La violence de la rupture est-elle aussi double chez l’hypersensible ?
Plus que ça, elle est triple voire quadruple. Cela peut s’exprimer par des pleurs mais aussi des explosions de colère, de violence verbale. Il investit tellement dans l’autre que lorsque ce dernier part, cela ressemble à une amputation, comme si une partie de lui était coupé. Et à la différence des autres, cette souffrance ne disparaît jamais totalement. C’est une plaie qui saigne tout le temps. J’ai des patients qui parlent de leur rupture 20 ans après avec les larmes aux yeux comme si c’était hier. Beaucoup restent bloqué aux premières étapes du deuil de la relation : le déni, la tristesse ou plus rarement la colère. Bien sûr le temps et les autres histoires amoureuses viennent mettre un sparadrap supplémentaire mais la plaie est toujours là. Pour venir au bout de ce chagrin d’amour, il est nécessaire de faire un travail sur soi et de se faire accompagner.
Comment bien se comporter avec un amoureux hypersensible ?
Le grand secret c’est la communication.

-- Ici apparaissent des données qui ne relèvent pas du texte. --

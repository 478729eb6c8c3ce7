//! Render model for the pull-to-refresh activity indicator

use crate::geometry::Angle;
use serde::{Deserialize, Serialize};
use std::time::Duration;

/// Fraction of the ring that is drawn
pub const RING_TRIM: f64 = 0.6;
pub const RING_LINE_WIDTH: f64 = 4.0;
/// Ring diameter relative to the trigger threshold
pub const DIAMETER_RATIO: f64 = 0.25;

/// How the ring is oriented
#[derive(Debug, Clone, Copy, PartialEq, Serialize, Deserialize)]
#[serde(tag = "kind", rename_all = "lowercase")]
pub enum IndicatorPose {
    /// Follows the pull distance
    Static { angle: Angle },
    /// Turns continuously, one full rotation per period
    Spinning {
        #[serde(with = "millis")]
        period: Duration,
    },
}

/// Partial ring drawn above the scrolled content
#[derive(Debug, Clone, PartialEq, Serialize, Deserialize)]
pub struct RefreshActivityIndicator {
    pub diameter: f64,
    pub trim: f64,
    pub line_width: f64,
    pub tint: String,
    pub pose: IndicatorPose,
}

impl RefreshActivityIndicator {
    pub fn new(
        threshold: f64,
        tint: impl Into<String>,
        is_refreshing: bool,
        rotation: Angle,
        period: Duration,
    ) -> Self {
        let pose = if is_refreshing {
            IndicatorPose::Spinning { period }
        } else {
            IndicatorPose::Static { angle: rotation }
        };

        Self {
            diameter: threshold * DIAMETER_RATIO,
            trim: RING_TRIM,
            line_width: RING_LINE_WIDTH,
            tint: tint.into(),
            pose,
        }
    }

    pub fn is_animating(&self) -> bool {
        matches!(self.pose, IndicatorPose::Spinning { .. })
    }

    /// Ring orientation `elapsed` after the spin started
    pub fn rotation_at(&self, elapsed: Duration) -> Angle {
        match self.pose {
            IndicatorPose::Static { angle } => angle,
            IndicatorPose::Spinning { period } => {
                if period.is_zero() {
                    return Angle::ZERO;
                }
                let turns = elapsed.as_secs_f64() / period.as_secs_f64();
                Angle::degrees(turns.fract() * 360.0)
            }
        }
    }
}

mod millis {
    use serde::{Deserialize, Deserializer, Serializer};
    use std::time::Duration;

    pub fn serialize<S: Serializer>(value: &Duration, serializer: S) -> Result<S::Ok, S::Error> {
        serializer.serialize_u64(value.as_millis() as u64)
    }

    pub fn deserialize<'de, D: Deserializer<'de>>(deserializer: D) -> Result<Duration, D::Error> {
        u64::deserialize(deserializer).map(Duration::from_millis)
    }
}

#[cfg(test)]
mod tests {
    use super::*;

    #[test]
    fn test_idle_indicator_shows_static_angle() {
        let indicator = RefreshActivityIndicator::new(
            80.0,
            "#007aff",
            false,
            Angle::degrees(180.0),
            Duration::from_secs(1),
        );

        assert_eq!(indicator.diameter, 20.0);
        assert!(!indicator.is_animating());
        assert_eq!(
            indicator.rotation_at(Duration::from_millis(750)),
            Angle::degrees(180.0)
        );
    }

    #[test]
    fn test_refreshing_indicator_spins() {
        let indicator = RefreshActivityIndicator::new(
            80.0,
            "red",
            true,
            Angle::degrees(180.0),
            Duration::from_secs(1),
        );

        assert!(indicator.is_animating());
        assert_eq!(indicator.rotation_at(Duration::ZERO), Angle::ZERO);
        assert!((indicator.rotation_at(Duration::from_millis(250)).as_degrees() - 90.0).abs() < 1e-9);
        assert!((indicator.rotation_at(Duration::from_millis(1500)).as_degrees() - 180.0).abs() < 1e-9);
    }

    #[test]
    fn test_pose_serialization() {
        let pose = IndicatorPose::Spinning {
            period: Duration::from_millis(1000),
        };
        let json = serde_json::to_string(&pose).unwrap();
        assert_eq!(json, r#"{"kind":"spinning","period":1000}"#);
    }
}
///! Tokio-backed scheduler for real-time replays

use std::time::Duration;
use tokio::time::Instant;
use toolset_common::{Scheduler, TimerHandle};

/// Runs delayed tasks on the current `LocalSet`.
///
/// `schedule` must be called from within a `LocalSet`, since the coordinator's
/// tasks are not `Send`.
pub struct TokioScheduler {
    origin: Instant,
}

impl TokioScheduler {
    pub fn new() -> Self {
        Self {
            origin: Instant::now(),
        }
    }

    pub fn origin(&self) -> Instant {
        self.origin
    }
}

impl Default for TokioScheduler {
    fn default() -> Self {
        Self::new()
    }
}

impl Scheduler for TokioScheduler {
    fn now(&self) -> Duration {
        self.origin.elapsed()
    }

    fn schedule(&self, delay: Duration, task: Box<dyn FnOnce()>) -> TimerHandle {
        let handle = TimerHandle::new();
        let claim = handle.clone();

        tokio::task::spawn_local(async move {
            tokio::time::sleep(delay).await;
            if claim.claim() {
                task();
            }
        });

        handle
    }
}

Il faut être attentif à l’autre et ne pas laisser de place au malentendu. Les hypersensibles sont souvent pris de cours par l’émotion et ont dû mal à dire les choses clairement. Dans ce type de configuration, chaque partenaire doit verbaliser au maximum, dire ce qu’on ressent et questionner l’autre sur ses sentiments. C’est comme une relation sexuelle : on s’assure toujours du consentement de l’autre, on explique là où on va. Et pour éviter de blesser l’autre, quand on fait une blague par exemple, on le précise : «je rigole, c’était une plaisanterie». On peut aussi inviter l’hypersensible à prendre du recul et à écrire une fois qu’il sera plus à l’aise au partenaire via SMS ou e-mail son ressenti. Finalement, cela revient à toujours respecter l’autre, comme si c’était la première semaine que l’on se voyait.
Cette exacerbation des émotions peut aussi impacter de façon positive la relation. Qu’avons-nous à apprendre des hypersensibles ?

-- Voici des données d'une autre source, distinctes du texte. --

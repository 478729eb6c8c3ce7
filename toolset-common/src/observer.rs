//! Layout observation: the seam between a rendering host and the coordinator
//!
//! A host measures its views once per layout pass and reports one sample per
//! tagged view. Samples reported during a pass are appended to each other and
//! delivered as a single batch when the pass is committed.

use crate::frame::FrameSample;
use serde::{Deserialize, Serialize};
use std::cell::RefCell;
use std::rc::{Rc, Weak};
use tracing::trace;
use uuid::Uuid;

/// Receives one batch of frame samples per layout pass
pub trait LayoutSubscriber {
    fn on_layout(&mut self, batch: &[FrameSample]);
}

/// Identifies a registration with a [`LayoutObserver`]
#[derive(Debug, Clone, Copy, PartialEq, Eq, Hash, Serialize, Deserialize)]
pub struct SubscriptionId(Uuid);

impl SubscriptionId {
    fn new() -> Self {
        SubscriptionId(Uuid::new_v4())
    }
}

impl std::fmt::Display for SubscriptionId {
    fn fmt(&self, f: &mut std::fmt::Formatter<'_>) -> std::fmt::Result {
        write!(f, "{}", self.0)
    }
}

/// Capability that delivers layout batches to registered subscribers
pub trait LayoutObserver {
    /// Registers a subscriber. The observer keeps only a weak reference.
    fn subscribe(&mut self, subscriber: Rc<RefCell<dyn LayoutSubscriber>>) -> SubscriptionId;

    /// Returns false if the id was not registered
    fn unsubscribe(&mut self, id: SubscriptionId) -> bool;
}

/// In-memory observer fed directly by the host
#[derive(Default)]
pub struct LayoutHub {
    pending: Vec<FrameSample>,
    subscribers: Vec<(SubscriptionId, Weak<RefCell<dyn LayoutSubscriber>>)>,
}

impl LayoutHub {
    pub fn new() -> Self {
        Self::default()
    }

    /// Adds a sample to the current pass
    pub fn report(&mut self, sample: FrameSample) {
        self.pending.push(sample);
    }

    /// Delivers the current pass to every live subscriber and starts a new one.
    ///
    /// Subscribers that have been dropped are pruned. Returns the number of
    /// subscribers the batch was delivered to.
    pub fn commit_pass(&mut self) -> usize {
        let batch = std::mem::take(&mut self.pending);
        self.subscribers
            .retain(|(_, subscriber)| subscriber.strong_count() > 0);

        let live: Vec<_> = self
            .subscribers
            .iter()
            .filter_map(|(_, subscriber)| subscriber.upgrade())
            .collect();

        trace!(samples = batch.len(), subscribers = live.len(), "Layout pass");

        for subscriber in &live {
            subscriber.borrow_mut().on_layout(&batch);
        }

        live.len()
    }

    /// Number of samples reported since the last commit
    pub fn pending_samples(&self) -> usize {
        self.pending.len()
    }

    pub fn subscriber_count(&self) -> usize {
        self.subscribers
            .iter()
            .filter(|(_, subscriber)| subscriber.strong_count() > 0)
            .count()
    }
}

impl LayoutObserver for LayoutHub {
    fn subscribe(&mut self, subscriber: Rc<RefCell<dyn LayoutSubscriber>>) -> SubscriptionId {
        let id = SubscriptionId::new();
        self.subscribers.push((id, Rc::downgrade(&subscriber)));
        id
    }

    fn unsubscribe(&mut self, id: SubscriptionId) -> bool {
        let before = self.subscribers.len();
        self.subscribers.retain(|(existing, _)| *existing != id);
        self.subscribers.len() != before
    }
}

Ce n’est pas un effort surhumain de vivre avec un hypersensible. Lorsqu’il est heureux, ce dernier est 10 fois plus enthousiaste et surtout il est davantage réceptif à ce que la vie lui offre. Aujourd’hui un nombre incalculable de personnes n’arrivent pas à éprouver de plaisir car ils brident trop leurs émotions. Il faut prendre le risque de vivre les choses avec plus d’émois, c’est ce qui nous fait sentir vivant et qui transforme notre quotidien en grande aventure.